A particle moves along a circular path having a radius of 2.0 m. At an instant when the speed of the particle is equal to 3.0 m/s and changing at the rate of 5.0 m/s2, what is the magnitude of the total acceleration of the particle?

magitude= V^2/R

## The Attempt at a Solution

But i don't know how to slove with this equation

Homework Helper
Acceleration is a vector. There will be a component tangent to the circle and a normal component. Which one is given to you in the problem statement and which do you have to find using your equation?

rasikan
Dick,
v=3m/s
a=5 m/s^2

I guess I can find the magnitude when v=3 m/s . is that
right?

Acceleration is a vector. There will be a component tangent to the circle and a normal component.

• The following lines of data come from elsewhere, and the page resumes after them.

use crossterm::style::Stylize;
use unicode_width::UnicodeWidthStr;

use rollout::domain::services::ansi::sanitize;

use crate::ui::primitives::border::BorderSet;
use crate::ui::theme;

#[derive(Debug, Clone, Copy, PartialEq, Eq, Default)]
pub enum BoxStyle {
    #[default]
    Info,
    Success,
    Warning,
    Error,
}

#[derive(Debug, Default, Clone)]
pub struct Box {
    title: Option<String>,
    content: Vec<String>,
    style: BoxStyle,
}

impl Box {
    pub fn with_title(title: impl Into<String>) -> Self {
        Self {
            title: Some(title.into()),
            ..Self::default()
        }
    }

    pub fn style(mut self, style: BoxStyle) -> Self {
        self.style = style;
        self
    }

    pub fn add_line(&mut self, line: impl Into<String>) {
        let line = line.into();
        for part in line.lines() {
            self.content.push(part.to_string());
        }
    }

    pub fn add_empty(&mut self) {
        self.content.push(String::new());
    }

    pub fn render(&self, supports_color: bool, supports_unicode: bool) -> String {
        let mut lines = Vec::new();
        if let Some(title) = &self.title {
            lines.push(title.clone());
        }
        lines.extend(self.content.iter().cloned());

        let inner_width = lines
            .iter()
            .map(|l| visible_width(l))
            .max()
            .unwrap_or(0)
            .saturating_add(2)
            .max(2);

        let borders = BorderSet::new(supports_unicode);
        let v = borders.vertical;

        let mut out = String::new();
        out.push_str(&color_border(&borders.top(inner_width), supports_color, self.style));
        out.push('\n');

        for line in &lines {
            let w = visible_width(line);
            out.push_str(&color_border(v, supports_color, self.style));
            out.push(' ');
            out.push_str(line);
            out.push_str(&" ".repeat(inner_width.saturating_sub(1).saturating_sub(w)));
            out.push_str(&color_border(v, supports_color, self.style));
            out.push('\n');
        }

        out.push_str(&color_border(
            &borders.bottom(inner_width),
            supports_color,
            self.style,
        ));
        out.push('\n');
        out
    }
}

fn color_border(s: &str, supports_color: bool, style: BoxStyle) -> String {
    if !supports_color {
        return s.to_string();
    }

    let color = match style {
        BoxStyle::Info => theme::colors::INFO,
        BoxStyle::Success => theme::colors::SUCCESS,
        BoxStyle::Warning => theme::colors::WARNING,
        BoxStyle::Error => theme::colors::ERROR,
    };
    format!("{}", s.with(color))
}

/// Display width with styling escapes removed
fn visible_width(s: &str) -> usize {
    sanitize(s).width()
}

Which one is given to you in the problem statement and which do you have to find using your equation?

Homework Helper
Ok, so what are the two components of the acceleration.

rasikan
the two components are ax and ay

Homework Helper
The components are normal to the circle and tangent to the circle, so x,y coordinates are probably not appropriate. I would say the tangent component is 5 m/s^2. Why would I say that?

rasikan
coz that is a constant acceleration?

Homework Helper
No, because they told me. If an object is moving on a circle and it's speed is changing at 5 m/s^2, in what direction is that acceleration pointed?

rasikan
this is my calculation

a=Sq root of (at)^2+(ar)^2

at= 5m/s^2
ar=v^2/r= 9/2=4.5
a=sq root(5^2+4.5^2)
=6.7 m/s^2

is this is right??

rasikan
towards its center
No, because they told me. If an object is moving on a circle and it's speed is changing at 5 m/s^2, in what direction is that acceleration pointed?

Homework Helper
towards its center

Your calculation is fine. What does "towards its center" mean? You labelled it as at in your calculation?

rasikan
u mean my answer is right??